Exercise details
The data below has to be returned exactly, down to the last character.

Extracted data

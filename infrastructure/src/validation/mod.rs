//! Validation batch adapters

pub mod metadata;
pub mod reader;
pub mod runner;

pub use metadata::write_metadata;
pub use reader::FsIterationReader;
pub use runner::{DEFAULT_FATAL_MARKERS, ProcessIterationRunner};
//! Prompt domain
//!
//! Templates for the classification oracle and for synthesizing a grouping
//! template from a study area.

mod template;

pub use template::{ClassificationPrompt, TemplatePrompt};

Solution to the exercise
filename infrastructure/src/validation/mod.rs
//! Validation batch adapters

pub mod metadata;
pub mod reader;
pub mod runner;

pub use metadata::write_metadata;
pub use reader::FsIterationReader;
pub use runner::{DEFAULT_FATAL_MARKERS, ProcessIterationRunner};
//! Prompt domain
//!
//! Templates for the classification oracle and for synthesizing a grouping
//! template from a study area.

mod template;

pub use template::{ClassificationPrompt, TemplatePrompt};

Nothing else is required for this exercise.